Link to Github Repository

Fires in NYC

Final Project by Kevin Fernandez

Background and Hypothesis

Its important to know that the community you and your loved ones are living in are safe when it comes to the unexpected. Throughout the year, NYC has experienced fires across all 5 boroughs. These fires destroy belongings, homes and even take lives. I think its important to know whether certain areas of NYC are more prone to these fires which is what I have been researching this semester. Before I began to research for this project, I believed that fires occured more in old and disadvantaged areas compared to areas that possess newer buildings and resources. By "disadvantaged", I mean areas that contain old infrastructure and these infrastructures usually possess old machinery like stoves, boilers, etc. I hypothesize that low-income areas are more likely to have fire incidents compared to high-income areas. My data table contains over 100,000 incidents and I must show certain data to prove my hypothesis. In this project, I used the pandas and matplotlib libraries to filter and show data.

Queens Fire Data

I will first start off with Queens.

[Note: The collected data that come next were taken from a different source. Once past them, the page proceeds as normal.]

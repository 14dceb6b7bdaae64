use std::sync::Arc;

use glam::Vec2;

use crate::animation::Animation;

// ── Kinds and animation axes ────────────────────────────────────────────────

/// Which way a creature is drawn.
#[derive(Copy, Clone, Debug, PartialEq, Eq, Hash)]
pub enum Facing {
    Left,
    Right,
}

/// Whether a creature is drawn with its alive or dead frames.
#[derive(Copy, Clone, Debug, PartialEq, Eq, Hash)]
pub enum Liveness {
    Alive,
    Dead,
}

/// Every placeable sprite kind. The three enemies keep their historical
/// speeds: `Fly` cycles fastest, `Grub` slowest, `Blob` in between.
#[derive(Copy, Clone, Debug, PartialEq, Eq, Hash)]
pub enum SpriteKind {
    Player,
    Fly,
    Grub,
    Blob,
    Goal,
    Coin,
    Music,
}

impl SpriteKind {
    pub fn is_creature(self) -> bool {
        matches!(
            self,
            SpriteKind::Player | SpriteKind::Fly | SpriteKind::Grub | SpriteKind::Blob
        )
    }

    pub fn is_power_up(self) -> bool {
        !self.is_creature()
    }
}

// ── Sprite ──────────────────────────────────────────────────────────────────

/// Creatures carry one animation per (facing, liveness) pair; power-ups loop
/// a single animation.
#[derive(Clone, Debug)]
enum AnimationSet {
    Creature([Arc<Animation>; 4]),
    Single(Arc<Animation>),
}

fn table_index(facing: Facing, liveness: Liveness) -> usize {
    match (facing, liveness) {
        (Facing::Left, Liveness::Alive) => 0,
        (Facing::Right, Liveness::Alive) => 1,
        (Facing::Left, Liveness::Dead) => 2,
        (Facing::Right, Liveness::Dead) => 3,
    }
}

/// An animated game object. The same type serves as prototype (held by the
/// catalogue, never placed in a map) and as instance (cloned into a map via
/// `instantiate`). Animations are shared read-only between a prototype and
/// all of its instances; `position` is per-sprite.
#[derive(Clone, Debug)]
pub struct Sprite {
    kind: SpriteKind,
    animations: AnimationSet,
    /// Top-left corner in pixel units.
    pub position: Vec2,
}

impl Sprite {
    /// A creature prototype. `table` is ordered left-alive, right-alive,
    /// left-dead, right-dead.
    pub fn creature(kind: SpriteKind, table: [Arc<Animation>; 4]) -> Self {
        debug_assert!(kind.is_creature());
        Self {
            kind,
            animations: AnimationSet::Creature(table),
            position: Vec2::ZERO,
        }
    }

    /// A power-up prototype with a single looping animation.
    pub fn power_up(kind: SpriteKind, animation: Arc<Animation>) -> Self {
        debug_assert!(kind.is_power_up());
        Self {
            kind,
            animations: AnimationSet::Single(animation),
            position: Vec2::ZERO,
        }
    }

    pub fn kind(&self) -> SpriteKind {
        self.kind
    }

    /// The animation for a given facing/liveness. Power-ups have a single
    /// animation and ignore both axes.
    pub fn animation(&self, facing: Facing, liveness: Liveness) -> &Arc<Animation> {
        match &self.animations {
            AnimationSet::Creature(table) => &table[table_index(facing, liveness)],
            AnimationSet::Single(anim) => anim,
        }
    }

    /// The animation a freshly spawned sprite shows (left-facing, alive).
    pub fn default_animation(&self) -> &Arc<Animation> {
        self.animation(Facing::Left, Liveness::Alive)
    }

    /// Width in pixels, taken from the first frame of the default animation.
    pub fn width(&self) -> u32 {
        self.default_animation()
            .frames()
            .first()
            .map_or(0, |f| f.bitmap.width())
    }

    /// Height in pixels, taken from the first frame of the default animation.
    pub fn height(&self) -> u32 {
        self.default_animation()
            .frames()
            .first()
            .map_or(0, |f| f.bitmap.height())
    }

    /// Pixel bounds as (top-left corner, size).
    pub fn bounds(&self) -> (Vec2, Vec2) {
        (
            self.position,
            Vec2::new(self.width() as f32, self.height() as f32),
        )
    }

    /// Clone this prototype into a live instance: animations stay shared,
    /// position starts at the origin. Instances never affect their prototype
    /// or each other.
    pub fn instantiate(&self) -> Sprite {
        Sprite {
            kind: self.kind,
            animations: self.animations.clone(),
            position: Vec2::ZERO,
        }
    }
}

// ── Tests ───────────────────────────────────────────────────────────────────
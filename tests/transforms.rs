//! Pixel laws for the bitmap transforms. All inputs use bitmask alpha
//! (0 or 255), the domain the asset pipeline produces.
use burbuja::bitmap::Bitmap;
use image::{Rgba, RgbaImage};

/// A 4×3 image where every pixel has a unique color and the corner column
/// is transparent, so reflections are observable on both axes.
fn sample() -> Bitmap {
    let mut img = RgbaImage::new(4, 3);
    for y in 0..3 {
        for x in 0..4 {
            let alpha = if x == 0 { 0 } else { 255 };
            img.put_pixel(x, y, Rgba([x as u8 * 50 + 1, y as u8 * 70 + 1, 9, alpha]));
        }
    }
    Bitmap::from_pixels(img)
}

/// Applying the horizontal flip twice must restore every pixel.
#[test]
fn mirror_round_trip_restores_every_pixel() {
    let b = sample();
    assert_eq!(b.mirrored().mirrored(), b);
}

/// Applying the vertical flip twice must restore every pixel.
#[test]
fn flip_round_trip_restores_every_pixel() {
    let b = sample();
    assert_eq!(b.flipped().flipped(), b);
}

/// Both transforms keep the pixel bounds at the original width × height.
#[test]
fn transforms_preserve_dimensions() {
    let b = sample();
    for derived in [b.mirrored(), b.flipped()] {
        assert_eq!((derived.width(), derived.height()), (b.width(), b.height()));
    }
}

/// Mirror∘flip and flip∘mirror are both the 180° rotation, so they must
/// agree pixel for pixel.
#[test]
fn mirror_and_flip_commute() {
    let b = sample();
    assert_eq!(b.mirrored().flipped(), b.flipped().mirrored());
}

/// A reflected pixel lands at the reflected coordinate, transparency
/// included.
#[test]
fn mirror_reflects_across_the_vertical_axis() {
    let b = sample();
    let m = b.mirrored();
    for y in 0..b.height() {
        for x in 0..b.width() {
            assert_eq!(m.pixel(b.width() - 1 - x, y), b.pixel(x, y));
        }
    }
}
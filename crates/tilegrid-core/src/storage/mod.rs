//! Key-value storage abstraction for persisted grid schemas.

mod memory;

#[cfg(not(target_arch = "wasm32"))]
mod file;

pub use memory::MemoryStorage;

#[cfg(not(target_arch = "wasm32"))]
pub use file::FileStorage;

use thiserror::Error;

/// Storage errors.
#[derive(Debug, Error)]
pub enum StorageError {
    #[error("Serialization error: {0}")]
    Serialization(String),
    #[error("IO error: {0}")]
    Io(String),
    #[error("Storage error: {0}")]
    Other(String),
}

/// Result type for storage operations.
pub type StorageResult<T> = Result<T, StorageError>;

/// A string key-value store.
///
/// Calls are synchronous: the editor runs every input event to completion on
/// a single thread and never suspends mid-update.
pub trait KeyValueStore {
    /// Read the value stored under `key`, or `None` if nothing is stored.
    fn get(&self, key: &str) -> StorageResult<Option<String>>;

    /// Store `value` under `key`, replacing any previous value.
    fn set(&self, key: &str, value: &str) -> StorageResult<()>;

    /// Remove the value stored under `key`. Removing a missing key is not an error.
    fn remove(&self, key: &str) -> StorageResult<()>;

    /// Check if a value is stored under `key`.
    fn contains(&self, key: &str) -> StorageResult<bool> {
        Ok(self.get(key)?.is_some())
    }
}

impl<S: KeyValueStore + ?Sized> KeyValueStore for &S {
    fn get(&self, key: &str) -> StorageResult<Option<String>> {
        (**self).get(key)
    }

    fn set(&self, key: &str, value: &str) -> StorageResult<()> {
        (**self).set(key, value)
    }

    fn remove(&self, key: &str) -> StorageResult<()> {
        (**self).remove(key)
    }
}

Queens does contain multiple areas that are considered "low-income areas" and "high-income areas" but for this project I will only be fosusing on one of each for each borough. As an example of a low-income area, I chose Jamaica, Queens and an example of an high-income area, I chose Rego Park/Forest Hills Queens. Each row is every incident that has occured from the beginning of the year 2021 to May 5th 2021. Every row is counted as one incident. I had to look up these area's and their community district numbers to get an accurate amount of incidents for each area. Jamaica's community district number is 412 and the community district number for Rego Park/ Forest Hills is 406. Jamaica has had 5,210 incidents in those 5 months and Rego Park/Forest Hills has had a low 1,519 number of incidents. As you can see, Jamaica has about 4x more incidents than Rego Park/ Forest Hills does which supports my idea of low-income areas being more prone to these fire incidents.

Brooklyn Fire Data

Similar to Queens, Brooklyn also contains areas within the borough that are considered either low-income or high-income areas. An example of a low-income area I used is the area of Brownsville, Brooklyn. As for high-income, I chose the city of Carroll Gardens, Brooklyn. Brownsville's community district code is 316, according to the data table, and the district code for Carroll Gardens is 306. After filtering each city by their own community district within the table, Brownsville contained 3,406 fire related incidents while Carroll Gardens contained 2,340 fire related incidents in the first 5 months of 2021. Brownsville has over 1,000 more incidents compared to Carroll Gardens.

Bronx Fire Data

This is where the data becomes interesting. For the Bronx, for a low-income example, I chose Hunts Point, Bronx and for the high-income area example, I chose the areas of Riverdale/Fieldson, Bronx. Hunts Point's community district code is 202, according to the data table, and the Riverdale/Fieldson's community district code is 208. I discovered that these two districts were not far apart when it came to incidents. Hunts Point had 2,136 fire incidents while the district of Riverdale/Fieldson had a rather close amount of 2021 fire related incidents. Hunts Point beats Riverdale/Fieldson with a little over 100 incidents.

Manhattan Fire Data

When it comes to the borough of Manhattan, most areas are considered to be high-income but this isn't true. An example of a low-income area in this borough is East Harlem, Manhattan and for high-income, The Upper East Side is a good example to use. East Harlem's community district code, according to the data table, is 111 and the Upper East Side's community district code is 108. East Harlem had 5,613 fire incidents while the Upper East Side has had a total of 3,243 incidents in the first 5 months of 2021. East Harlem has an alarming lead possessing more than 2,000 incidents than the Upper East Side.

Staten Island Fire Data

In general, Staten Island only has 3 districts but I was able to compare them. For low-income area, I chose St.George/Stapleton as an example and an example of a high-income area is Tottenville/ Great Kills, Staten Island. St. George/ Stapleton's community district code is 501 and the community district code for Tottenville/Great Kills is 503. The total amount of fire related incidents in the St. George/ Stapleton area is 4,060 incidents while the total amount of incidents in the Tottenville/Great Kills area is 2,284. St. George/Stapleton area possesses over 1,500 incidents than Tottenville/Great Kills.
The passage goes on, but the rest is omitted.